Hey, I use the same stack, not always, but that is my preferred :slight_smile:

Thanks for replying. When you do change your preferable stack, what would normally be the part that change? The API portion or would it be your FE implementation?

Thanks for sharing

Sometime I don’t have the choice :slight_smile:

My last application was in Rails, because client requested that.

Thank you for replying and sharing your experience/opinion regarding the flow I’m considering of taking with this application.

I do have to agree with the mobile portion. My original thought was to implement the application in Swift (IOS) but the depth of catch up I’ll need to do in order to start implementing made me reconsider it. That is a reason why React Native came into play for the initial application creation since its similar to React causing less of a learning curve although it does have a lot of limitation from what I’ve heard.

I’ll be considering your advice as I finalize how I’ll approach this application for the web UI.

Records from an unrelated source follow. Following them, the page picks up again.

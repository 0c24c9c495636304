//! Live events view over the cache

use std::sync::RwLock;

use metis_core::Event;
use tracing::warn;

/// A session's events, refreshed from the cache on iteration
///
/// [`all`](Self::all) reloads the list from the cache (so appends made by
/// other holders of the session become visible), snapshots it under the
/// lock, and returns the snapshot. [`len`](Self::len) and
/// [`at`](Self::at) operate on the last snapshot.
pub struct EventsView {
    client: redis::Client,
    key: String,
    cached: RwLock<Vec<Event>>,
}

impl EventsView {
    pub(crate) fn new(events: Vec<Event>, client: redis::Client, key: String) -> Self {
        Self {
            client,
            key,
            cached: RwLock::new(events),
        }
    }

    /// Refresh from the cache and return a snapshot of all events
    ///
    /// On a cache read failure the previous snapshot is returned.
    pub async fn all(&self) -> Vec<Event> {
        if let Some(events) = self.load_from_cache().await {
            let mut cached = self.cached.write().expect("events lock poisoned");
            *cached = events;
        }
        self.cached.read().expect("events lock poisoned").clone()
    }

    /// Number of events in the last snapshot
    #[must_use]
    pub fn len(&self) -> usize {
        self.cached.read().expect("events lock poisoned").len()
    }

    /// True when the last snapshot holds no events
    #[must_use]
    pub fn is_empty(&self) -> bool {
        self.len() == 0
    }

    /// Event at the given index in the last snapshot
    #[must_use]
    pub fn at(&self, index: usize) -> Option<Event> {
        self.cached
            .read()
            .expect("events lock poisoned")
            .get(index)
            .cloned()
    }

    async fn load_from_cache(&self) -> Option<Vec<Event>> {
        let mut conn = match self.client.get_multiplexed_async_connection().await {
            Ok(conn) => conn,
            Err(e) => {
                warn!(key = %self.key, error = %e, "failed to connect for events refresh");
                return None;
            }
        };

        let raw: Vec<String> = match redis::cmd("LRANGE")
            .arg(&self.key)
            .arg(0)
            .arg(-1)
            .query_async(&mut conn)
            .await
        {
            Ok(raw) => raw,
            Err(e) => {
                warn!(key = %self.key, error = %e, "failed to load events");
                return None;
            }
        };

        let mut events = Vec::with_capacity(raw.len());
        for (index, data) in raw.iter().enumerate() {
            match serde_json::from_str::<Event>(data) {
                Ok(event) => events.push(event),
                Err(e) => {
                    warn!(key = %self.key, index, error = %e, "dropping undecodable event");
                }
            }
        }
        Some(events)
    }
}

#[cfg(test)]
mod tests {
    use super::*;
    use metis_core::Content;

    fn local_view(events: Vec<Event>) -> EventsView {
        EventsView::new(
            events,
            redis::Client::open("redis://127.0.0.1:6379/").unwrap(),
            "events:test:u1:s1".to_string(),
        )
    }

    #[test]
    fn test_len_and_at_use_the_snapshot() {
        let view = local_view(vec![
            Event::new("user", Content::user("hi")),
            Event::new("assistant", Content::model("hello")),
        ]);

        assert_eq!(view.len(), 2);
        assert!(!view.is_empty());
        assert_eq!(view.at(1).unwrap().author, "assistant");
        assert!(view.at(2).is_none());
    }

    #[test]
    fn test_empty_view() {
        let view = local_view(Vec::new());
        assert_eq!(view.len(), 0);
        assert!(view.is_empty());
        assert!(view.at(0).is_none());
    }
}
//! Live-Redis integration tests.
//!
//! Require a running Redis instance (default `redis://127.0.0.1:6379`,
//! override with `REDIS_URL`). Run with:
//!
//! ```text
//! cargo test -p metis-session --features redis-tests
//! ```

#![cfg(feature = "redis-tests")]

use std::collections::HashMap;
use std::time::Duration;

use metis_core::{Content, Event};
use metis_session::{
    CreateSessionRequest, DeleteSessionRequest, GetSessionRequest, ListSessionsRequest,
    RedisSessionService,
};

fn service() -> RedisSessionService {
    let url =
        std::env::var("REDIS_URL").unwrap_or_else(|_| "redis://127.0.0.1:6379".to_string());
    let client = redis::Client::open(url).unwrap();
    RedisSessionService::new(client, Duration::from_secs(300))
}

fn unique_user(prefix: &str) -> String {
    format!(
        "{prefix}-{}",
        chrono::Utc::now().timestamp_nanos_opt().unwrap_or_default()
    )
}

#[tokio::test]
async fn test_create_then_get_round_trip() {
    let service = service();
    let user_id = unique_user("round-trip");

    let mut state = HashMap::new();
    state.insert("step".to_string(), serde_json::json!(1));
    let session = service
        .create(CreateSessionRequest {
            app_name: "itest".to_string(),
            user_id: user_id.clone(),
            session_id: None,
            state,
        })
        .await
        .unwrap();
    assert_eq!(session.id().len(), 32);

    let loaded = service
        .get(GetSessionRequest {
            app_name: "itest".to_string(),
            user_id: user_id.clone(),
            session_id: session.id().to_string(),
            ..GetSessionRequest::default()
        })
        .await
        .unwrap();

    assert_eq!(loaded.id(), session.id());
    assert_eq!(loaded.state().get("step"), Some(serde_json::json!(1)));
    assert!(loaded.events().is_empty());

    service
        .delete(DeleteSessionRequest {
            app_name: "itest".to_string(),
            user_id,
            session_id: session.id().to_string(),
        })
        .await
        .unwrap();
}

#[tokio::test]
async fn test_get_missing_session_is_not_found() {
    let service = service();
    let err = service
        .get(GetSessionRequest {
            app_name: "itest".to_string(),
            user_id: unique_user("missing"),
            session_id: "nope".to_string(),
            ..GetSessionRequest::default()
        })
        .await
        .unwrap_err();
    assert!(matches!(err, metis_session::Error::SessionNotFound(_)));
}

#[tokio::test]
async fn test_append_event_grows_the_tail() {
    let service = service();
    let user_id = unique_user("append");

    let session = service
        .create(CreateSessionRequest {
            app_name: "itest".to_string(),
            user_id: user_id.clone(),
            session_id: None,
            state: HashMap::new(),
        })
        .await
        .unwrap();

    for i in 0..3 {
        let mut event = Event::new("user", Content::user(format!("turn {i}")));
        service.append_event(&session, &mut event).await.unwrap();
        assert!(!event.id.is_empty());
    }

    let events = session.events().all().await;
    assert_eq!(events.len(), 3);
    assert_eq!(session.events().len(), 3);
    assert_eq!(
        session.events().at(2).unwrap().content.unwrap().flattened_text(),
        "turn 2"
    );
    // Service-assigned timestamps are non-decreasing.
    assert!(events.windows(2).all(|w| w[0].timestamp <= w[1].timestamp));

    // Tail filter.
    let recent = service
        .get(GetSessionRequest {
            app_name: "itest".to_string(),
            user_id: user_id.clone(),
            session_id: session.id().to_string(),
            num_recent_events: Some(2),
            after: None,
        })
        .await
        .unwrap();
    assert_eq!(recent.events().len(), 2);

    service
        .delete(DeleteSessionRequest {
            app_name: "itest".to_string(),
            user_id,
            session_id: session.id().to_string(),
        })
        .await
        .unwrap();
}

#[tokio::test]
async fn test_list_returns_all_user_sessions() {
    let service = service();
    let user_id = unique_user("list");

    let mut ids = Vec::new();
    for _ in 0..3 {
        let session = service
            .create(CreateSessionRequest {
                app_name: "itest".to_string(),
                user_id: user_id.clone(),
                session_id: None,
                state: HashMap::new(),
            })
            .await
            .unwrap();
        ids.push(session.id().to_string());
    }

    let sessions = service
        .list(ListSessionsRequest {
            app_name: "itest".to_string(),
            user_id: user_id.clone(),
        })
        .await
        .unwrap();
    assert_eq!(sessions.len(), 3);
    for session in &sessions {
        assert!(ids.contains(&session.id().to_string()));
        assert!(session.events().is_empty());
    }

    for session_id in ids {
        service
            .delete(DeleteSessionRequest {
                app_name: "itest".to_string(),
                user_id: user_id.clone(),
                session_id,
            })
            .await
            .unwrap();
    }

    let sessions = service
        .list(ListSessionsRequest {
            app_name: "itest".to_string(),
            user_id,
        })
        .await
        .unwrap();
    assert!(sessions.is_empty());
}

#[tokio::test]
async fn test_state_set_persists_through_the_envelope() {
    let service = service();
    let user_id = unique_user("state");

    let session = service
        .create(CreateSessionRequest {
            app_name: "itest".to_string(),
            user_id: user_id.clone(),
            session_id: None,
            state: HashMap::new(),
        })
        .await
        .unwrap();

    session
        .state()
        .set("mood", serde_json::json!("curious"))
        .await
        .unwrap();

    let loaded = service
        .get(GetSessionRequest {
            app_name: "itest".to_string(),
            user_id: user_id.clone(),
            session_id: session.id().to_string(),
            ..GetSessionRequest::default()
        })
        .await
        .unwrap();
    assert_eq!(loaded.state().get("mood"), Some(serde_json::json!("curious")));

    service
        .delete(DeleteSessionRequest {
            app_name: "itest".to_string(),
            user_id,
            session_id: session.id().to_string(),
        })
        .await
        .unwrap();
}
//! Message content types
//!
//! A [`Content`] is one message body in a conversation: a role plus an
//! ordered list of [`Part`]s. Parts are a discriminated union, so a part
//! always carries exactly one kind of payload.

use serde::{Deserialize, Serialize};

/// Role of a message author
#[derive(Debug, Clone, Copy, PartialEq, Eq, Hash, Serialize, Deserialize)]
#[serde(rename_all = "lowercase")]
pub enum Role {
    /// End-user input
    User,
    /// Model output
    Model,
    /// System instructions
    System,
}

impl Role {
    /// Returns the string representation
    #[must_use]
    pub fn as_str(&self) -> &'static str {
        match self {
            Self::User => "user",
            Self::Model => "model",
            Self::System => "system",
        }
    }
}

/// One unit of content within a message
#[derive(Debug, Clone, PartialEq, Serialize, Deserialize)]
#[serde(tag = "type", rename_all = "snake_case")]
pub enum Part {
    /// Plain text
    Text {
        /// The text payload
        text: String,
    },
    /// Inline binary data (images etc.)
    InlineData {
        /// MIME type, e.g. `image/png`
        mime_type: String,
        /// Raw bytes, base64 on the wire
        #[serde(with = "base64_bytes")]
        data: Vec<u8>,
    },
    /// A model-initiated function call
    FunctionCall {
        /// Caller-generated call id, echoed back in the response
        id: String,
        /// Function name
        name: String,
        /// JSON-object arguments
        args: serde_json::Map<String, serde_json::Value>,
    },
    /// The result of a function call
    FunctionResponse {
        /// The call id this result answers
        id: String,
        /// Arbitrary JSON result value
        response: serde_json::Value,
    },
}

impl Part {
    /// Create a text part
    #[must_use]
    pub fn text(text: impl Into<String>) -> Self {
        Self::Text { text: text.into() }
    }

    /// Create an inline-data part
    #[must_use]
    pub fn inline_data(mime_type: impl Into<String>, data: Vec<u8>) -> Self {
        Self::InlineData {
            mime_type: mime_type.into(),
            data,
        }
    }

    /// Create a function-call part
    #[must_use]
    pub fn function_call(
        id: impl Into<String>,
        name: impl Into<String>,
        args: serde_json::Map<String, serde_json::Value>,
    ) -> Self {
        Self::FunctionCall {
            id: id.into(),
            name: name.into(),
            args,
        }
    }

    /// Create a function-response part
    #[must_use]
    pub fn function_response(id: impl Into<String>, response: serde_json::Value) -> Self {
        Self::FunctionResponse {
            id: id.into(),
            response,
        }
    }
}

/// A message body: a role plus ordered parts
#[derive(Debug, Clone, PartialEq, Serialize, Deserialize)]
pub struct Content {
    /// Author role
    pub role: Role,
    /// Ordered content parts
    pub parts: Vec<Part>,
}

impl Content {
    /// Create a content with the given role and parts
    #[must_use]
    pub fn new(role: Role, parts: Vec<Part>) -> Self {
        Self { role, parts }
    }

    /// Create a single-text user content
    #[must_use]
    pub fn user(text: impl Into<String>) -> Self {
        Self::new(Role::User, vec![Part::text(text)])
    }

    /// Create a single-text model content
    #[must_use]
    pub fn model(text: impl Into<String>) -> Self {
        Self::new(Role::Model, vec![Part::text(text)])
    }

    /// Create a single-text system content
    #[must_use]
    pub fn system(text: impl Into<String>) -> Self {
        Self::new(Role::System, vec![Part::text(text)])
    }

    /// All non-empty text parts joined with newlines
    #[must_use]
    pub fn flattened_text(&self) -> String {
        let texts: Vec<&str> = self
            .parts
            .iter()
            .filter_map(|part| match part {
                Part::Text { text } if !text.is_empty() => Some(text.as_str()),
                _ => None,
            })
            .collect();
        texts.join("\n")
    }
}

mod base64_bytes {
    use base64::engine::general_purpose::STANDARD;
    use base64::Engine;
    use serde::{Deserialize, Deserializer, Serializer};

    pub fn serialize<S: Serializer>(data: &[u8], serializer: S) -> Result<S::Ok, S::Error> {
        serializer.serialize_str(&STANDARD.encode(data))
    }

    pub fn deserialize<'de, D: Deserializer<'de>>(deserializer: D) -> Result<Vec<u8>, D::Error> {
        let encoded = String::deserialize(deserializer)?;
        STANDARD
            .decode(encoded.as_bytes())
            .map_err(serde::de::Error::custom)
    }
}

#[cfg(test)]
mod tests {
    use super::*;

    #[test]
    fn test_role_as_str() {
        assert_eq!(Role::User.as_str(), "user");
        assert_eq!(Role::Model.as_str(), "model");
        assert_eq!(Role::System.as_str(), "system");
    }

    #[test]
    fn test_flattened_text_joins_with_newlines() {
        let content = Content::new(
            Role::System,
            vec![
                Part::text("first"),
                Part::text(""),
                Part::inline_data("image/png", vec![1, 2, 3]),
                Part::text("second"),
            ],
        );
        assert_eq!(content.flattened_text(), "first\nsecond");
    }

    #[test]
    fn test_part_serde_round_trip() {
        let mut args = serde_json::Map::new();
        args.insert("city".to_string(), serde_json::json!("Paris"));

        let parts = vec![
            Part::text("hello"),
            Part::inline_data("image/png", vec![0xde, 0xad]),
            Part::function_call("call_1", "get_weather", args),
            Part::function_response("call_1", serde_json::json!({"temp": 21})),
        ];

        for part in parts {
            let json = serde_json::to_string(&part).unwrap();
            let back: Part = serde_json::from_str(&json).unwrap();
            assert_eq!(part, back);
        }
    }

    #[test]
    fn test_inline_data_is_base64_on_the_wire() {
        let part = Part::inline_data("image/png", vec![1, 2, 3]);
        let json = serde_json::to_value(&part).unwrap();
        assert_eq!(json["data"], "AQID");
    }
}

Thank you for sharing. I really appreciate it.

Oh, well that does make perfect sense.

Thank you for sharing :slight_smile:

Hi Phillipp, how about Flutter both for mobile and web (in future) in a context of Yama needs? Would that bring similar issues you mentioned? Have you got any experience with this?

I think these are all reasonable choices. You didn’t tell us anything about what you plan to build or who your users are. Personally I’d try really hard to deliver a mobile experience through the web with a responsive framework and only go native if absolutely required. If you want a mobile app for marketing reasons there is always Cordova.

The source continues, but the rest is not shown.